A: I would like to start my own company where I can market interesting and efficient geospatial products. Along with that I would like to keep myself busy with photogrammetric mapping work. It is a challenge in India to start your own company, but there are a few companies who are willing to help me start my own unit. They have always encouraged me and ready to support me. I am really thankful for their trust in me. I may soon start working independently.
Q: Back in 2014 you told me you were in the middle of building a house. In the United States home-building is a huge endeavor. How close are you to being done, and overall how difficult was it?
A: You asked me the question at a good time. It took me around five years to complete the construction of my house in the village. Well, the only job I did was to send the money to my parents every month. My father worked hard and managed the construction. I prepared the design of the house in VrOne CAD software. It is very expensive to construct a house in India, and so I had to construct step by step. The construction work is just finished, and as per Hindu tradition, we make a celebration on the day of inauguration. This celebration will be on 16th of Feb 2015. It is a big achievement and a dream come true.
Q: So I leave the final question to you: Do you have anything you want to share with the worldwide good readers of GeoHipster on life, photogrammetry, and mapping?
A: One thing which I feel very important to mankind is to contact and communicate with others. It is a very strange world that we remain busy with our work and don’t even care knowing the rest of the world. Eight years back it was a challenge for me to learn photogrammetry when I was new in this field. I started contacting people on the Internet, and I was glad that they answered my questions. This way my friendship with dozens of people became intense. Being a stranger and remaining far far from each other, we discussed many things related to photogrammetry and the culture in their country.

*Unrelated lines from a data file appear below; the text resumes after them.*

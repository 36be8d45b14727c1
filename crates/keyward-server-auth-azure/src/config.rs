// Copyright (c) 2025 Geoffrey Huntley <ghuntley@ghuntley.com>. All rights reserved.
// SPDX-License-Identifier: Proprietary

use keyward_server_auth::{AuthError, AuthResult};
use serde::{Deserialize, Serialize};
use serde_json::{Map, Value};

pub const CONFIG_KEY: &str = "config";
pub const DEFAULT_ENVIRONMENT: &str = "https://login.microsoftonline.com";
pub const DEFAULT_ARM_ENDPOINT: &str = "https://management.azure.com";
const DEFAULT_ISSUER_HOST: &str = "https://sts.windows.net";

#[derive(Debug, Clone, Default, PartialEq, Eq, Serialize, Deserialize)]
pub struct AzureConfig {
	pub tenant_id: String,
	/// Expected `aud` of presented tokens.
	pub resource: String,
	/// Service principal used for ARM reads. Empty means managed identity.
	#[serde(default)]
	pub client_id: String,
	#[serde(default)]
	pub client_secret: String,
	/// AAD login host.
	#[serde(default)]
	pub environment: String,
	#[serde(default)]
	pub arm_endpoint: String,
	/// Replaces the issuer derived from `tenant_id`.
	#[serde(default)]
	pub oidc_issuer: String,
}

impl AzureConfig {
	pub fn issuer(&self) -> String {
		if self.oidc_issuer.is_empty() {
			format!("{DEFAULT_ISSUER_HOST}/{}/", self.tenant_id)
		} else {
			self.oidc_issuer.clone()
		}
	}

	pub fn environment(&self) -> &str {
		if self.environment.is_empty() {
			DEFAULT_ENVIRONMENT
		} else {
			self.environment.trim_end_matches('/')
		}
	}

	pub fn arm_endpoint(&self) -> &str {
		if self.arm_endpoint.is_empty() {
			DEFAULT_ARM_ENDPOINT
		} else {
			self.arm_endpoint.trim_end_matches('/')
		}
	}

	pub fn uses_service_principal(&self) -> bool {
		!self.client_id.is_empty() && !self.client_secret.is_empty()
	}

	pub fn to_response(&self) -> Map<String, Value> {
		let mut map = Map::new();
		for (key, value) in [
			("tenant_id", &self.tenant_id),
			("resource", &self.resource),
			("client_id", &self.client_id),
			("environment", &self.environment),
			("arm_endpoint", &self.arm_endpoint),
			("oidc_issuer", &self.oidc_issuer),
		] {
			map.insert(key.into(), Value::String(value.clone()));
		}
		map
	}
}

#[derive(Debug, Default, Deserialize)]
pub struct AzureConfigInput {
	pub tenant_id: Option<String>,
	pub resource: Option<String>,
	pub client_id: Option<String>,
	pub client_secret: Option<String>,
	pub environment: Option<String>,
	pub arm_endpoint: Option<String>,
	pub oidc_issuer: Option<String>,
}

impl AzureConfigInput {
	pub fn apply(self, config: &mut AzureConfig) -> AuthResult<()> {
		let fields = [
			(self.tenant_id, &mut config.tenant_id),
			(self.resource, &mut config.resource),
			(self.client_id, &mut config.client_id),
			(self.client_secret, &mut config.client_secret),
			(self.environment, &mut config.environment),
			(self.arm_endpoint, &mut config.arm_endpoint),
			(self.oidc_issuer, &mut config.oidc_issuer),
		];
		for (input, target) in fields {
			if let Some(value) = input {
				*target = value.trim().to_string();
			}
		}
		if config.tenant_id.is_empty() {
			return Err(AuthError::bad_request("tenant_id is required"));
		}
		if config.resource.is_empty() {
			return Err(AuthError::bad_request("resource is required"));
		}
		if config.client_id.is_empty() != config.client_secret.is_empty() {
			return Err(AuthError::bad_request(
				"client_id and client_secret must be set together",
			));
		}
		for (name, value) in [
			("environment", &config.environment),
			("arm_endpoint", &config.arm_endpoint),
			("oidc_issuer", &config.oidc_issuer),
		] {
			if !value.is_empty() {
				url::Url::parse(value)
					.map_err(|e| AuthError::bad_request(format!("invalid {name}: {e}")))?;
			}
		}
		Ok(())
	}
}

#[cfg(test)]
mod tests {
	use super::*;
	use serde_json::json;

	#[test]
	fn issuer_defaults_to_tenant() {
		let config = AzureConfig {
			tenant_id: "t1".into(),
			..AzureConfig::default()
		};
		assert_eq!(config.issuer(), "https://sts.windows.net/t1/");
		assert_eq!(config.environment(), DEFAULT_ENVIRONMENT);
		assert_eq!(config.arm_endpoint(), DEFAULT_ARM_ENDPOINT);
	}

	#[test]
	fn apply_validates_required_fields() {
		let mut config = AzureConfig::default();
		let input: AzureConfigInput = serde_json::from_value(json!({ "tenant_id": "t1" })).unwrap();
		assert!(input.apply(&mut config).is_err());

		let input: AzureConfigInput = serde_json::from_value(json!({
			"tenant_id": "t1",
			"resource": "https://management.azure.com/",
			"client_id": "app",
		}))
		.unwrap();
		let err = input.apply(&mut config).unwrap_err();
		assert!(err.to_string().contains("client_secret"), "{err}");

		let input: AzureConfigInput = serde_json::from_value(json!({ "client_secret": "s" })).unwrap();
		input.apply(&mut config).unwrap();
		assert!(config.uses_service_principal());
		assert!(!config.to_response().contains_key("client_secret"));
	}
}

This way gradually I not only learned photogrammetry, GIS, LiDAR, but also the cultures in USA, UK, Australia, New Zealand, Poland, Mauritius, Africa, Latvia, Germany, the Netherlands, Canada, Russia, Alaska, Morocco, Tunisia, Spain, and Japan. For me the whole community of photogrammetry and GIS is a family, and we should communicate with each other, asking our doubts, and exchanging our ideas. I have not just received the answers to my questions from friends, but have also received a lot of love.